Table 3.9 presents the “effective yield” for the current sample and compares
it with previous searches for metal-poor stars. Information on previous surveys are
taken from Beers & Christlieb (2005). We emphasize here that the current sample,
though not constructed with the intention of searching for VMP stars, in fact finds
VMP stars with an efficiency comparable to previous studies constructed for the sole
purpose of finding metal-poor stars. If further constraints (e.g., color or observed
magnitude cuts) were placed on the selection criteria used for this sample perhaps
an even higher effective yield could be achieved. It is also noteworthy that this
sample, unlike samples derived from surveys with rather faint bright limits (e.g.,
the Sloan Digital Sky Survey; York et al. 2000), is capable of finding targets with
V < 14 mag (the SDSS bright magnitude limit is g =14 mag). This is especially
important when searching for candidates for follow-up high-resolution spectroscopy:
even with today’s 8-10m class telescopes, fine-analysis of high-resolution spectra
requires relatively bright targets.
Ten of the 28 VMP stars in our sample are previously unreported anywhere
in the literature other than the source papers (Gould & Salim 2003; Salim &
Gould 2003). Many more of the stars in our sample have no previous metallicity
determinations in the literature.
138
We find one EMP star in the sample: NLTT 36059 ([Fe/H] = −3.03). This star
has several previous metallicity determinations; it is in the Cayrel de Strobel et al.

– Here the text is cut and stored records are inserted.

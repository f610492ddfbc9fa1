use serde::Serialize;

use super::{KernelError, Pid, ProcessControlBlock, ProcessState};

/// Slots taken by the header: pid, state, priority, pc, lower, upper.
pub const HEADER_WORDS: usize = 6;
pub const VARIABLE_WORDS: usize = 3;

#[derive(Clone, Copy, Debug, PartialEq, Eq, Serialize)]
pub struct Region {
    pub lower: usize,
    pub upper: usize,
}

impl Region {
    pub fn new(lower: usize, instruction_count: usize) -> Region {
        Region {
            lower,
            upper: lower + Region::span_for(instruction_count) - 1,
        }
    }

    pub fn span_for(instruction_count: usize) -> usize {
        HEADER_WORDS + instruction_count + VARIABLE_WORDS
    }

    pub fn len(&self) -> usize {
        self.upper - self.lower + 1
    }

    pub fn instructions_start(&self) -> usize {
        self.lower + HEADER_WORDS
    }

    pub fn instructions_end(&self) -> usize {
        self.upper + 1 - VARIABLE_WORDS
    }

    pub fn variables_start(&self) -> usize {
        self.instructions_end()
    }

    pub fn overlaps(&self, other: &Region) -> bool {
        self.lower <= other.upper && other.lower <= self.upper
    }
}

#[derive(Clone, Debug, PartialEq, Eq, Serialize)]
pub struct Variable {
    pub name: String,
    pub value: String,
}

#[derive(Clone, Debug, PartialEq, Eq, Serialize)]
pub enum HeaderWord {
    Pid(Pid),
    State(ProcessState),
    Priority(usize),
    ProgramCounter(usize),
    LowerBound(usize),
    UpperBound(usize),
}

#[derive(Clone, Debug, Default, PartialEq, Eq, Serialize)]
pub enum Word {
    #[default]
    Free,
    Header(HeaderWord),
    Instruction(String),
    Variable(Option<Variable>),
}

pub(crate) struct Memory {
    data: Vec<Word>,
    current_data_idx: usize,
}

impl Memory {
    pub fn new(capacity: usize) -> Memory {
        Memory {
            data: vec![Word::Free; capacity],
            current_data_idx: 0,
        }
    }

    pub fn read_from(&self, address: usize) -> &Word {
        if address >= self.data.len() {
            panic!("Out of bounds memory access. Address is greater than memory size");
        }

        &self.data[address]
    }

    pub fn write_to(&mut self, address: usize, word: Word) {
        if address >= self.data.len() {
            panic!("Out of bounds memory access");
        }

        self.data[address] = word;
    }

    pub fn write_block_to(&mut self, address: usize, words: Vec<Word>) {
        let end_address = address + words.len();

        if end_address > self.data.len() {
            panic!("Out of bounds memory access");
        }

        for (offset, word) in words.into_iter().enumerate() {
            self.data[address + offset] = word;
        }
    }

    pub fn words(&self) -> &[Word] {
        &self.data
    }

    pub fn allocate(&mut self, pid: Pid, instruction_count: usize) -> Result<Region, KernelError> {
        let needed = Region::span_for(instruction_count);
        let available = self.get_remaining_memory();
        if needed > available {
            return Err(KernelError::OutOfMemory { needed, available });
        }

        let region = Region::new(self.current_data_idx, instruction_count);
        self.current_data_idx = region.upper + 1;

        let pcb = ProcessControlBlock::new(pid, region, 0);
        self.write_header(&pcb);
        for address in region.variables_start()..=region.upper {
            self.data[address] = Word::Variable(None);
        }

        log::debug!("allocated [{}, {}] for PID {}", region.lower, region.upper, pid);
        Ok(region)
    }

    pub fn reclaim(&mut self, region: Region) {
        for address in region.lower..=region.upper {
            self.write_to(address, Word::Free);
        }

        while self.current_data_idx > 0 && self.data[self.current_data_idx - 1] == Word::Free {
            self.current_data_idx -= 1;
        }

        log::debug!(
            "reclaimed [{}, {}], allocation cursor at {}",
            region.lower,
            region.upper,
            self.current_data_idx
        );
    }

    pub fn write_header(&mut self, pcb: &ProcessControlBlock) {
        let start = pcb.get_mem_start_address();
        self.write_block_to(
            start,
            vec![
                Word::Header(HeaderWord::Pid(pcb.get_id())),
                Word::Header(HeaderWord::State(pcb.state)),
                Word::Header(HeaderWord::Priority(pcb.priority)),
                Word::Header(HeaderWord::ProgramCounter(pcb.program_counter)),
                Word::Header(HeaderWord::LowerBound(pcb.get_mem_start_address())),
                Word::Header(HeaderWord::UpperBound(pcb.get_mem_end_address())),
            ],
        );
    }

    pub fn instruction_at(&self, address: usize) -> Option<&str> {
        match self.read_from(address) {
            Word::Instruction(line) => Some(line),
            _ => None,
        }
    }

    pub fn variable(&self, region: Region, name: &str) -> Option<&Variable> {
        (region.variables_start()..=region.upper).find_map(|address| match &self.data[address] {
            Word::Variable(Some(variable)) if variable.name == name => Some(variable),
            _ => None,
        })
    }

    pub fn store_variable(
        &mut self,
        pid: Pid,
        region: Region,
        name: &str,
        value: &str,
    ) -> Result<usize, KernelError> {
        let slots = region.variables_start()..=region.upper;

        let existing = slots.clone().find(|&address| {
            matches!(&self.data[address], Word::Variable(Some(variable)) if variable.name == name)
        });
        let address = existing
            .or_else(|| slots.clone().find(|&address| self.data[address] == Word::Variable(None)))
            .ok_or_else(|| KernelError::VariableSlotsFull {
                pid,
                name: name.to_string(),
            })?;

        self.data[address] = Word::Variable(Some(Variable {
            name: name.to_string(),
            value: value.to_string(),
        }));

        Ok(address)
    }

    pub fn get_remaining_memory(&self) -> usize {
        self.data.len() - self.current_data_idx
    }

    pub fn free_words(&self) -> usize {
        self.data.iter().filter(|word| **word == Word::Free).count()
    }
}

#[cfg(test)]
mod tests {
    use super::*;

    fn load(memory: &mut Memory, pid: Pid, lines: &[&str]) -> Region {
        let region = memory.allocate(pid, lines.len()).unwrap();
        let words = lines.iter().map(|line| Word::Instruction(line.to_string())).collect();
        memory.write_block_to(region.instructions_start(), words);
        region
    }

    #[test]
    fn test_memory_read_from() {
        let memory = Memory::new(60);
        assert_eq!(memory.read_from(0), &Word::Free);
    }

    #[test]
    #[should_panic]
    fn test_memory_out_of_bounds_read_from() {
        let memory = Memory::new(60);
        memory.read_from(60);
    }

    #[test]
    fn test_memory_write_to() {
        let mut memory = Memory::new(60);
        memory.write_to(0, Word::Instruction("print x".to_string()));
        assert_eq!(memory.instruction_at(0), Some("print x"));
    }

    #[test]
    #[should_panic]
    fn test_memory_out_of_bounds_write_to() {
        let mut memory = Memory::new(60);
        memory.write_to(60, Word::Free);
    }

    #[test]
    #[should_panic]
    fn test_memory_out_of_bounds_write_block_to() {
        let mut memory = Memory::new(10);
        memory.write_block_to(8, vec![Word::Free; 5]);
    }

    #[test]
    fn test_memory_allocate_lays_out_header_and_variables() {
        let mut memory = Memory::new(60);
        let region = load(&mut memory, 7, &["assign x 5", "print x"]);

        assert_eq!(region, Region { lower: 0, upper: 10 });
        assert_eq!(memory.read_from(0), &Word::Header(HeaderWord::Pid(7)));
        assert_eq!(memory.read_from(3), &Word::Header(HeaderWord::ProgramCounter(6)));
        assert_eq!(memory.read_from(5), &Word::Header(HeaderWord::UpperBound(10)));
        assert_eq!(memory.instruction_at(6), Some("assign x 5"));
        assert_eq!(memory.instruction_at(7), Some("print x"));
        assert_eq!(memory.read_from(8), &Word::Variable(None));
        assert_eq!(memory.read_from(10), &Word::Variable(None));
        assert_eq!(memory.get_remaining_memory(), 49);
    }

    #[test]
    fn test_memory_allocate_out_of_memory() {
        let mut memory = Memory::new(12);
        let result = memory.allocate(1, 4);
        assert_eq!(result, Err(KernelError::OutOfMemory { needed: 13, available: 12 }));
        assert_eq!(memory.get_remaining_memory(), 12);
    }

    #[test]
    fn test_memory_regions_are_disjoint() {
        let mut memory = Memory::new(60);
        let first = load(&mut memory, 1, &["print a", "print b"]);
        let second = load(&mut memory, 2, &["print c"]);
        assert!(!first.overlaps(&second));
        assert_eq!(second.lower, first.upper + 1);
    }

    #[test]
    fn test_memory_reclaim_top_region_retracts_cursor() {
        let mut memory = Memory::new(60);
        let first = load(&mut memory, 1, &["print a"]);
        let second = load(&mut memory, 2, &["print b"]);

        memory.reclaim(second);
        assert_eq!(memory.get_remaining_memory(), 60 - first.len());
        assert!(memory.words()[second.lower..=second.upper].iter().all(|w| *w == Word::Free));
    }

    #[test]
    fn test_memory_reclaim_hole_is_not_reused() {
        let mut memory = Memory::new(60);
        let first = load(&mut memory, 1, &["print a"]);
        let second = load(&mut memory, 2, &["print b"]);

        memory.reclaim(first);
        assert_eq!(memory.get_remaining_memory(), 60 - first.len() - second.len());
        assert_eq!(memory.free_words(), 60 - second.len());

        let third = load(&mut memory, 3, &["print c"]);
        assert_eq!(third.lower, second.upper + 1);

        // Freeing the top now swallows the hole below it as well.
        memory.reclaim(third);
        memory.reclaim(second);
        assert_eq!(memory.get_remaining_memory(), 60);
    }

    #[test]
    fn test_memory_store_and_overwrite_variable() {
        let mut memory = Memory::new(60);
        let region = load(&mut memory, 1, &["assign x 1"]);

        let slot = memory.store_variable(1, region, "x", "1").unwrap();
        assert_eq!(memory.store_variable(1, region, "x", "2").unwrap(), slot);
        assert_eq!(memory.variable(region, "x").unwrap().value, "2");
        assert!(memory.variable(region, "y").is_none());
    }

    #[test]
    fn test_memory_variable_slots_full() {
        let mut memory = Memory::new(60);
        let region = load(&mut memory, 1, &["assign a 1"]);

        for name in ["a", "b", "c"] {
            memory.store_variable(1, region, name, "1").unwrap();
        }
        let result = memory.store_variable(1, region, "d", "1");
        assert_eq!(
            result,
            Err(KernelError::VariableSlotsFull { pid: 1, name: "d".to_string() })
        );
    }
}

(2001) high-resolution spectroscopic catalog which quotes a metallicity of [Fe/H] =
−3.38. Carney et al. (1996) cites a metallicity for NLTT 36059 of [Fe/H] = −2.8.
Both of these measurements agree well with our determination, and confirm that
this is indeed an extremely metal-poor star.
3.4.5. Carbon-Enhanced Metal-Poor Stars
CEMP stars are especially interesting to study, because they provide insight
into the nucleosynthetic history of the early Galaxy, in particular for the metal-poor
asymptotic giant branch stars that are likely to be responsible for the production
of around 80% of the CEMP stars (Aoki et al. 2006, in prep.). These stars have
recently been shown to be more frequent at low metallicity (Norris, Ryan, & Beers
1999; Rossi et al. 1999). Lucatello et al. (2006, in prep.) demonstrate, based on
high-resolution spectroscopic analysis of an unbiased sample of low-metallicity stars,
that a lower limit on the frequency of CEMP stars amongst VMP stars is 20%.
Beers & Christlieb (2005) note that for the small number of stars with [Fe/H]< −3.5
based on available high-resolution spectroscopy, the fraction of stars with [C/Fe]
≥ +1.0 is 40%, including the only two hyper metal-poor ([Fe/H]< −5.0) stars
known: HE 0107-5240 (Christlieb et al. 2002) and HE 1327-2326 (Frebel et al.
2005). If CEMP stars were more commonly formed in the past, when these old, very
139
metal-poor stars were formed, they may suggest that conditions early in the history
of the Galaxy were strikingly different from those found today.
We find that five stars in the present sample are carbon-enhanced ([C/Fe]>+0.5).
Table 3.10 lists the V magnitudes and the Fe and C abundances for these stars. For
reference, the spectra of the five CEMP stars are shown in Figure 3.16. Three of
these stars (NLTT 2404, NLTT 8783, and NLTT 49821) have several references in
the literature, while the two remaining stars (NLTT 2856 and NLTT 19550) have no
previous metallicity measurements in the literature. Only one of these stars (NLTT
2404) has previously been identified as a CEMP.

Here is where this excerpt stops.